**Exercise directions:** Repeat exactly the line that contains "pub mod signer;" and every line below it to the end of the material, omitting all others.

**Excerpted data:**
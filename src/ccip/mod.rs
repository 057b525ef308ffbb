// SPDX-License-Identifier: AGPL-3.0-or-later
//
// Copyright (C) 2026 Relational Network

//! CCIP-Read (EIP-3668) gateway logic.
//!
//! - `dns` - DNS wire-format names
//! - `decoder` - `resolve(bytes,bytes)` calldata
//! - `response` - replies for `addr` selectors
//! - `signer` - response attestation
//! - `engine` - request pipeline

pub mod decoder;
pub mod dns;
pub mod engine;
pub mod response;
pub mod signer;

pub use engine::{ResolutionEngine, ResolveError, ResolveRequest};
pub use signer::{AttestationSigner, Clock, SignedResolution, SystemClock};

**Written response:**
pub mod signer;

pub use engine::{ResolutionEngine, ResolveError, ResolveRequest};
pub use signer::{AttestationSigner, Clock, SignedResolution, SystemClock};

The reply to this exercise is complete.